▶ _RECORDS TO PROCESS_:
=== Section Start ===
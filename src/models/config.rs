use serde::{Deserialize, Serialize};

use crate::models::account::PersistedAccount;

/// The persisted config document at `~/.kiro-proxy/config.json`.
#[derive(Debug, Clone, Serialize, Deserialize)]
pub struct AppConfig {
    #[serde(default = "default_schema_version")]
    pub schema_version: u32,
    #[serde(default)]
    pub proxy: ProxyConfig,
    #[serde(default)]
    pub governor: GovernorConfig,
    #[serde(default = "default_scan_paths")]
    pub scan_paths: Vec<String>,
    #[serde(default)]
    pub accounts: Vec<PersistedAccount>,
}

impl Default for AppConfig {
    fn default() -> Self {
        Self {
            schema_version: default_schema_version(),
            proxy: ProxyConfig::default(),
            governor: GovernorConfig::default(),
            scan_paths: default_scan_paths(),
            accounts: Vec::new(),
        }
    }
}

#[derive(Debug, Clone, Serialize, Deserialize)]
pub struct ProxyConfig {
    #[serde(default = "default_port")]
    pub port: u16,
    #[serde(default = "default_host")]
    pub host: String,
    #[serde(default = "default_deadline")]
    pub request_deadline_secs: u64,
    /// Global cap on concurrently in-flight upstream calls. 0 disables.
    #[serde(default)]
    pub max_inflight: u32,
    #[serde(default)]
    pub upstream_proxy: Option<String>,
}

impl Default for ProxyConfig {
    fn default() -> Self {
        Self {
            port: default_port(),
            host: default_host(),
            request_deadline_secs: default_deadline(),
            max_inflight: 0,
            upstream_proxy: None,
        }
    }
}

/// Long-context mitigation toggles. Only the on-error retry is on by default.
#[derive(Debug, Clone, Copy, Serialize, Deserialize)]
pub struct GovernorConfig {
    #[serde(default)]
    pub auto_truncate: bool,
    #[serde(default)]
    pub pre_estimate: bool,
    #[serde(default)]
    pub smart_summary: bool,
    #[serde(default = "default_true")]
    pub error_retry: bool,
}

impl Default for GovernorConfig {
    fn default() -> Self {
        Self {
            auto_truncate: false,
            pre_estimate: false,
            smart_summary: false,
            error_retry: true,
        }
    }
}

fn default_schema_version() -> u32 {
    crate::constants::CONFIG_SCHEMA_VERSION
}

fn default_port() -> u16 {
    crate::constants::DEFAULT_PORT
}

fn default_host() -> String {
    crate::constants::DEFAULT_HOST.to_string()
}

fn default_deadline() -> u64 {
    crate::constants::DEFAULT_REQUEST_DEADLINE_SECS
}

fn default_true() -> bool {
    true
}

fn default_scan_paths() -> Vec<String> {
    vec!["~/.aws/sso/cache".to_string()]
}

#[cfg(test)]
mod tests {
    use super::*;

    #[test]
    fn empty_document_gets_full_defaults() {
        let cfg: AppConfig = serde_json::from_str("{}").expect("defaults");
        assert_eq!(cfg.proxy.port, 8080);
        assert_eq!(cfg.proxy.host, "127.0.0.1");
        assert_eq!(cfg.proxy.request_deadline_secs, 120);
        assert!(cfg.governor.error_retry);
        assert!(!cfg.governor.auto_truncate);
        assert!(cfg.accounts.is_empty());
    }

    #[test]
    fn unknown_fields_are_tolerated() {
        let cfg: AppConfig =
            serde_json::from_str(r#"{"schema_version":2,"future_field":true}"#).expect("tolerant");
        assert_eq!(cfg.schema_version, 2);
    }
}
=== Section End ===
▶ _AIM OF THE EXERCISE_:
Please transcribe exactly the line containing "fn default_true() ->" and every line after it through the end of the records, and nothing else.

▶ _WORKED SOLUTION_:
fn default_true() -> bool {
    true
}

fn default_scan_paths() -> Vec<String> {
    vec!["~/.aws/sso/cache".to_string()]
}

#[cfg(test)]
mod tests {
    use super::*;

    #[test]
    fn empty_document_gets_full_defaults() {
        let cfg: AppConfig = serde_json::from_str("{}").expect("defaults");
        assert_eq!(cfg.proxy.port, 8080);
        assert_eq!(cfg.proxy.host, "127.0.0.1");
        assert_eq!(cfg.proxy.request_deadline_secs, 120);
        assert!(cfg.governor.error_retry);
        assert!(!cfg.governor.auto_truncate);
        assert!(cfg.accounts.is_empty());
    }

    #[test]
    fn unknown_fields_are_tolerated() {
        let cfg: AppConfig =
            serde_json::from_str(r#"{"schema_version":2,"future_field":true}"#).expect("tolerant");
        assert_eq!(cfg.schema_version, 2);
    }
}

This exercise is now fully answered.